Milt Miller, manager of the Grand Lake Restoration Commission, commented that while there have been a number of postive strides made, thanks to unprecedented cooperation at the state level, there are still some issues that need to be addressed.
“There have been a number of scientific and educational institutions coming in and studying our lake,” he said. “The problem is that there is no common depository for that information. They all go their separate ways and they may or may not pass along that information. There is a wealth of information out there, but it is scattered.”
Also, while efforts have been made to dredge the bottom of Grand Lake, removing sediment that for years has collected phosphorus and other nutrients that aid in algae growth, there are issues with where to deposit that sediment.
“Sometimes federal regulations get in our way,” he said.
Portman is hopeful to help make federal guidelines more flexible in this case.
“There’s a lot of material that’s in the sediment in the lake,” he said. “So I think we can help at the federal level to provide more flexibility on the regulations to ensure that the dredging can be done successfully.”

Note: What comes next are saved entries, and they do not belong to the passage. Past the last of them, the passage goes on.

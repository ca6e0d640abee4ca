//! Decoders for WayForward sprite (`.anm`), tileset (`.ts4`/`.ts8`) and
//! layer (`.lyr`) archives from GBA, DS, LeapFrog Didj and Leapster titles.

pub mod binary_utils;
pub mod bitmap;
pub mod error;
pub mod input;
pub mod layer;
pub mod output;
pub mod palette;
pub mod sprite;
pub mod tile;
pub mod tileset;
pub mod variant;

pub use bitmap::Bitmap;
pub use error::{DecodeError, DecodeWarning, Diagnostics};
pub use layer::{decode_layer, LayerMap, LayerOptions, MetatileSheetProvider, SheetDirectory};
pub use palette::{ChannelScale, Palette, PaletteSource};
pub use sprite::{decode_sprite_archive, CanvasConfig, SpriteArchive, SpriteOptions};
pub use tileset::{decode_tileset, MetatileSheet, TileSheets, TileSource, TilesetOptions};
pub use variant::{AnmFormat, LyrFormat, TsFormat};
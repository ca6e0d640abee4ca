//! Layer handling (`.lyr`)
//!
//! A layer is a grid of 256x256 screens. Each unique screen is 16x16
//! metatiles cropped from the tileset's metatile sheet, and the map places a
//! screen id at every grid slot.

use std::{
    collections::HashMap,
    io::Cursor,
    path::{Path, PathBuf},
};

use image::RgbaImage;

pub mod parser;
pub mod render;

pub use parser::LayerHeader;
pub use render::SCREEN_DIM;

use crate::{
    binary_utils::seek_to,
    bitmap::checked_canvas_size,
    error::{DecodeError, Diagnostics},
    variant::LyrFormat,
};

/// Looks up metatile sheets by name (a tileset file number or a caller name).
pub trait MetatileSheetProvider {
    /// `Ok(None)` when no sheet of that name exists.
    fn load_sheet(&self, name: &str) -> Result<Option<RgbaImage>, DecodeError>;
}

/// Reads `<name>_metatile.png` from a directory.
#[derive(Debug, Clone)]
pub struct SheetDirectory {
    root: PathBuf,
}

impl SheetDirectory {
    pub fn new(root: impl AsRef<Path>) -> Self {
        SheetDirectory {
            root: root.as_ref().to_path_buf(),
        }
    }

    pub fn sheet_path(&self, name: &str) -> PathBuf {
        self.root.join(format!("{}_metatile.png", name))
    }
}

impl MetatileSheetProvider for SheetDirectory {
    fn load_sheet(&self, name: &str) -> Result<Option<RgbaImage>, DecodeError> {
        let path = self.sheet_path(name);
        if !path.is_file() {
            return Ok(None);
        }
        tracing::debug!(path = %path.display(), "loading metatile sheet");
        Ok(Some(image::open(&path)?.to_rgba8()))
    }
}

impl MetatileSheetProvider for HashMap<String, RgbaImage> {
    fn load_sheet(&self, name: &str) -> Result<Option<RgbaImage>, DecodeError> {
        Ok(self.get(name).cloned())
    }
}

#[derive(Debug, Clone, PartialEq, Eq)]
pub struct LayerOptions {
    pub format: LyrFormat,
    /// Position of the archive inside a ROM image
    pub base_offset: Option<u64>,
    /// Sheet name tried when the header's tileset id has no sheet
    pub fallback_sheet: String,
}

impl Default for LayerOptions {
    fn default() -> Self {
        LayerOptions {
            format: LyrFormat::Gba,
            base_offset: None,
            fallback_sheet: String::new(),
        }
    }
}

#[derive(Debug, Clone)]
pub struct LayerMap {
    pub format: LyrFormat,
    pub header: LayerHeader,
    /// Name of the sheet that was actually used
    pub sheet_name: String,
    /// Screen id per grid slot, row-major
    pub placement: Vec<u16>,
    /// Masked metatile ids per unique screen
    pub screen_ids: Vec<Vec<u16>>,
    pub screens: Vec<RgbaImage>,
    pub map: RgbaImage,
    pub diagnostics: Diagnostics,
}

fn resolve_sheet(
    provider: &dyn MetatileSheetProvider,
    header: &LayerHeader,
    fallback: &str,
) -> Result<(String, RgbaImage), DecodeError> {
    let linked = header.tileset_id.to_string();
    if let Some(sheet) = provider.load_sheet(&linked)? {
        return Ok((linked, sheet));
    }
    if !fallback.is_empty() {
        if let Some(sheet) = provider.load_sheet(fallback)? {
            tracing::info!(linked = %linked, fallback, "linked metatile sheet not found, using fallback");
            return Ok((fallback.to_string(), sheet));
        }
    }
    Err(DecodeError::MissingInput(format!(
        "Metatile sheet not found for tileset {} or '{}'",
        linked, fallback
    )))
}

/// Decodes a layer into its screens and full map.
///
/// The metatile sheet is required: when neither the tileset the header links
/// to nor `options.fallback_sheet` can be loaded, decoding fails with
/// [`DecodeError::MissingInput`].
pub fn decode_layer(
    data: &[u8],
    sheets: &dyn MetatileSheetProvider,
    options: &LayerOptions,
) -> Result<LayerMap, DecodeError> {
    let variant = options.format.descriptor();
    let mut diagnostics = Diagnostics::default();

    let mut cursor = Cursor::new(data);
    seek_to(&mut cursor, options.base_offset.unwrap_or(0))?;
    let header = parser::parse_header(&mut cursor, variant)?;
    tracing::debug!(
        format = %options.format,
        width = header.width,
        height = header.height,
        screens = header.screen_count,
        tileset = header.tileset_id,
        "parsed layer header"
    );

    checked_canvas_size(
        header.width as u64 * SCREEN_DIM as u64,
        header.height as u64 * SCREEN_DIM as u64,
        "Layer map",
    )?;

    let (sheet_name, sheet) = resolve_sheet(sheets, &header, &options.fallback_sheet)?;

    // First pass only walks past the index stream to reach the screens
    let index_start = cursor.position();
    parser::read_index_stream(&mut cursor, &header)?;
    parser::skip_to_screens(&mut cursor, variant, &header, &mut diagnostics)?;

    let screen_ids = parser::read_screens(&mut cursor, &header)?;
    let screens: Vec<RgbaImage> = screen_ids
        .iter()
        .map(|ids| render::render_screen(&sheet, ids, &mut diagnostics))
        .collect();

    seek_to(&mut cursor, index_start)?;
    let placement = parser::read_index_stream(&mut cursor, &header)?;
    let map = render::render_map(header.width, header.height, &placement, &screens, &mut diagnostics);

    Ok(LayerMap {
        format: options.format,
        header,
        sheet_name,
        placement,
        screen_ids,
        screens,
        map,
        diagnostics,
    })
}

Portman is also hopeful that if federal grant money can be used in funding research at the lake, that would give the federal government an inroad into creating a more centralized database for that information.
“If it’s federally funded research, there would be a very clear access for us to say, ‘Let’s have this put in a central depository and make it available to everybody,’” he said. “I think Wright State University would be a good place for that information to be because they have the researchers and the experience here. This campus is right here on the lake. So we’re going to work on that.”
When it comes to combating toxic algae, whether it’s through research or actual cleaning of the lake, Faber emphasized the importance of maintaining a long-term perspective on this issue.
“The best line that I’ve heard with regard to this is that if anyone thinks that it’s take a matter of days, weeks, months or even years in the short term to fix the problems that have been created over 140 years, they are mistaken,” he said.
“This is a model for the state and the country,” Portman said. “Everyone’s got their oars in the water rowing the same direction toward the ultimate solution, which is having a lake without toxic algae blooms.”